If a line in the records below contains the word "push", copy it.

Start of Block

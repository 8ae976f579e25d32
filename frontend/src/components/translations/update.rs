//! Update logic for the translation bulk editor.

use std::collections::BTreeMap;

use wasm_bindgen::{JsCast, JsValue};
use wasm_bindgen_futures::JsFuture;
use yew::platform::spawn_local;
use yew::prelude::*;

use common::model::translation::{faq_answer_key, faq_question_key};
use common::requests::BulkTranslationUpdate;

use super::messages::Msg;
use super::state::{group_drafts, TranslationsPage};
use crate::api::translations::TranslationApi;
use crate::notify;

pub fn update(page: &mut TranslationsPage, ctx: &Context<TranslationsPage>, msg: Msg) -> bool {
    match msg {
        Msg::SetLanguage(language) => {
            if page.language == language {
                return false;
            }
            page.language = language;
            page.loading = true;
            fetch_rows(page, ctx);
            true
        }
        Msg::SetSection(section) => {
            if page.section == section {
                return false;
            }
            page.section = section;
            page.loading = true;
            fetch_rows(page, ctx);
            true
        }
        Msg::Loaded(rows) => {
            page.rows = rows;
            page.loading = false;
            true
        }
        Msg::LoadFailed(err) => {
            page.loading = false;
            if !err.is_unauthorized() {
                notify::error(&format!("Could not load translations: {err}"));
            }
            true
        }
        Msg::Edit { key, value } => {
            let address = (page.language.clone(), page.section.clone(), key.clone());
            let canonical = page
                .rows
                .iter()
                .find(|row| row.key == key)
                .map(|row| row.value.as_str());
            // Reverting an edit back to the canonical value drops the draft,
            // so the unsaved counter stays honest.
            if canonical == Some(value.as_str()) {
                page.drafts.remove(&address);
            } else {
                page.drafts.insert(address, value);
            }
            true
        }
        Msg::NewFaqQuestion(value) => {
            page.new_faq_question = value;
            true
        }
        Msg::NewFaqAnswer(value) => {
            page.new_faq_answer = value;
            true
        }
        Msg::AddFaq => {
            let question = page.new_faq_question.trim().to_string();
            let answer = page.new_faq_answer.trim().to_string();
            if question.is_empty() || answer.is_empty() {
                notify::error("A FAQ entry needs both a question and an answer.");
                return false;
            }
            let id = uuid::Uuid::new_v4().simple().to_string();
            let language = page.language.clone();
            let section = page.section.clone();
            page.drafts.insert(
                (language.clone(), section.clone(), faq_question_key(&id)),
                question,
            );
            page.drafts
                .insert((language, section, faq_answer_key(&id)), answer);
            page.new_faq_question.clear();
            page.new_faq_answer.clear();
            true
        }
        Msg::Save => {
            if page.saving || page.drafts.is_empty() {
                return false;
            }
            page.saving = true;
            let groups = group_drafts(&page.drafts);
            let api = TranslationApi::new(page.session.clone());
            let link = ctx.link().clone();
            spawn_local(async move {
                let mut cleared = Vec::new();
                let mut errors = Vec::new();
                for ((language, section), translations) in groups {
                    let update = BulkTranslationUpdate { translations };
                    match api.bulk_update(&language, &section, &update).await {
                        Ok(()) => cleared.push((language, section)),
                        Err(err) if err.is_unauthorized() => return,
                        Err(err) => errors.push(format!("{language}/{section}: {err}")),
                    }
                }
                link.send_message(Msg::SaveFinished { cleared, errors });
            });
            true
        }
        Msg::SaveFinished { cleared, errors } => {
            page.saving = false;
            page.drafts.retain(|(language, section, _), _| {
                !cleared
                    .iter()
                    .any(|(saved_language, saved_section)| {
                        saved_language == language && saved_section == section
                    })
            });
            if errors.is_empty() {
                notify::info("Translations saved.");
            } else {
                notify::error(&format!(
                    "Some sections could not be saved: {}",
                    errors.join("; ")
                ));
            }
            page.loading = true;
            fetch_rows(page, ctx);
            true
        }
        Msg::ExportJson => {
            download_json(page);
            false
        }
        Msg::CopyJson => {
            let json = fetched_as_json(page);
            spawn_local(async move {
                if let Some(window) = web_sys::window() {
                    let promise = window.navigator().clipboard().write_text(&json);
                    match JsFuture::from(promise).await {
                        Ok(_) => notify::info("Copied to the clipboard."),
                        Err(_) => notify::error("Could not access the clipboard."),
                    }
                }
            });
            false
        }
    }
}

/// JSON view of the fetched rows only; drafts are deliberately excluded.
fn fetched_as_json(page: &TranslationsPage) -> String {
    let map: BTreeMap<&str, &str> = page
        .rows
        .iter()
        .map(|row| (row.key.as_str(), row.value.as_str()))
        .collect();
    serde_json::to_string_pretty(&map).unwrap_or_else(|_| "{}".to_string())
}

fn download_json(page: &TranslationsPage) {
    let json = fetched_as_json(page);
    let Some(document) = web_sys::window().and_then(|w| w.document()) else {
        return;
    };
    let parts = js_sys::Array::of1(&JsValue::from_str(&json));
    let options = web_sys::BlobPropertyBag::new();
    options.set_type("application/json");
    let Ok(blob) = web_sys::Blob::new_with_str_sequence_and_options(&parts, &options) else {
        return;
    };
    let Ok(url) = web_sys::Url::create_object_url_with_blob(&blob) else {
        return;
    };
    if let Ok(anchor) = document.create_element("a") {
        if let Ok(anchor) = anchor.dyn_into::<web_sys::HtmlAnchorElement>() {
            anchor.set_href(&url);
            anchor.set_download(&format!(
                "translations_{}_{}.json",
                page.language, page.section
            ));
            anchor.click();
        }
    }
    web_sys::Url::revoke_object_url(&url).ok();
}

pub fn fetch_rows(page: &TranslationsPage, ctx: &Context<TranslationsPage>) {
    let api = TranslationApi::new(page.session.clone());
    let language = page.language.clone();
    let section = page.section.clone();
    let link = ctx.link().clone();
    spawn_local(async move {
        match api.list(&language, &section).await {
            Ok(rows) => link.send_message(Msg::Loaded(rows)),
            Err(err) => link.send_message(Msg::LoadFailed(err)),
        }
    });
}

End of Block
Start of Block

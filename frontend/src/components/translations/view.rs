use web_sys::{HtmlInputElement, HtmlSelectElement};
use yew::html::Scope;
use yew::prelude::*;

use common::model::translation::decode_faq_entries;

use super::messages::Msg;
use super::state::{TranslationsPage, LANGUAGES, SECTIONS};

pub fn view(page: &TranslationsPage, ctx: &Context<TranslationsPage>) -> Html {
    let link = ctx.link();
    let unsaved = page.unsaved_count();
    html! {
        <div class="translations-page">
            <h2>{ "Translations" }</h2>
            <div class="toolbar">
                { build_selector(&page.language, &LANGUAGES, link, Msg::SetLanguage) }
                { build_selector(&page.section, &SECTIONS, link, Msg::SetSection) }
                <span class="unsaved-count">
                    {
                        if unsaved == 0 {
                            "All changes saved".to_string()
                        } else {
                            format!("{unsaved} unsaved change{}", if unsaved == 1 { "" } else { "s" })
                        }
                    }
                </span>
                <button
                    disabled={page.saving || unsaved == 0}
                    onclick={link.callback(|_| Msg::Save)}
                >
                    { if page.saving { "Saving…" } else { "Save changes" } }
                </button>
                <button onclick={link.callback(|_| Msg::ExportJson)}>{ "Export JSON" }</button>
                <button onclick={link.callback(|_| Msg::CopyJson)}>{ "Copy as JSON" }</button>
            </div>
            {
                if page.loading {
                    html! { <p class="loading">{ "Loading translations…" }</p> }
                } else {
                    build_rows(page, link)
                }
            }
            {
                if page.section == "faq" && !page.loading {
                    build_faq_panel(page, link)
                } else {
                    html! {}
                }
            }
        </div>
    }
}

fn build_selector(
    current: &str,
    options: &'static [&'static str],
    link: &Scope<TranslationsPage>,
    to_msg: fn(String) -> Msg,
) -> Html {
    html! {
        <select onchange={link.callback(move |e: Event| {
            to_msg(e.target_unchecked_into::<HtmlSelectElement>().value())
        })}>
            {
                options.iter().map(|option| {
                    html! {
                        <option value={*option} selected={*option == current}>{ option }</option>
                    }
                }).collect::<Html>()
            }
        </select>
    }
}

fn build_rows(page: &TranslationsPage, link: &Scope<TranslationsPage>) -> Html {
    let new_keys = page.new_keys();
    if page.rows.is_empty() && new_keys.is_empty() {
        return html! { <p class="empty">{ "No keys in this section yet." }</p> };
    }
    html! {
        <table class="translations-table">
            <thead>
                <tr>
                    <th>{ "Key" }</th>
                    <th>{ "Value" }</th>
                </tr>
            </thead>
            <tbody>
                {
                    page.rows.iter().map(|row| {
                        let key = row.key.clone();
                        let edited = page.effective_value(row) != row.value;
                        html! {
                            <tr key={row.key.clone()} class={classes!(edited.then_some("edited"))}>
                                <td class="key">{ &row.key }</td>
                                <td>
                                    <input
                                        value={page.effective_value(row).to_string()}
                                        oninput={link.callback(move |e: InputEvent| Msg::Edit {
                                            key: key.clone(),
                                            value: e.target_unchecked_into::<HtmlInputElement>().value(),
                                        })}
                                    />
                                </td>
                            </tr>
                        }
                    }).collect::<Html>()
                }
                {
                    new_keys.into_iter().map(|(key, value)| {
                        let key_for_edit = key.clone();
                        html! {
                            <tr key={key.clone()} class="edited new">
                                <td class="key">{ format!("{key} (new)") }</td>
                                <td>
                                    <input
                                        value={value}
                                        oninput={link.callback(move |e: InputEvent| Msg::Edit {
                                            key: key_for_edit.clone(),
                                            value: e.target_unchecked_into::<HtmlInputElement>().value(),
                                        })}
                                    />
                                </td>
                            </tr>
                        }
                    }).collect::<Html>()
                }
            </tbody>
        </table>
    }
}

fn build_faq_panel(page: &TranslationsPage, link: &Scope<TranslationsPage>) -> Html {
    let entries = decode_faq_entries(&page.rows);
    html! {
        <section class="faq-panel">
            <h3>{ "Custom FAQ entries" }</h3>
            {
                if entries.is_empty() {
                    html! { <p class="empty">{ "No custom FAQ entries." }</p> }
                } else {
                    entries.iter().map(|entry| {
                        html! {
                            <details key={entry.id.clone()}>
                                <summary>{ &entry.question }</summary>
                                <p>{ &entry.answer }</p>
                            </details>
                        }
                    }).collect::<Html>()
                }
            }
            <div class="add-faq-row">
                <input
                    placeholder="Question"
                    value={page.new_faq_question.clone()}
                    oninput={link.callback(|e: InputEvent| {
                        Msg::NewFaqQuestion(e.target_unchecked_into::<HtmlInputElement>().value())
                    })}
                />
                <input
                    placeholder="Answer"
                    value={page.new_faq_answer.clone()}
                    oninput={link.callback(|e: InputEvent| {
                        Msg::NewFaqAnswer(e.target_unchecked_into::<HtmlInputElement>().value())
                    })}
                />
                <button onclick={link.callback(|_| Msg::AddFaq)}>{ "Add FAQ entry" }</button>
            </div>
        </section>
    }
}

End of Block

▶ [Response to the exercise]:
                        Ok(()) => cleared.push((language, section)),
                        Err(err) => errors.push(format!("{language}/{section}: {err}")),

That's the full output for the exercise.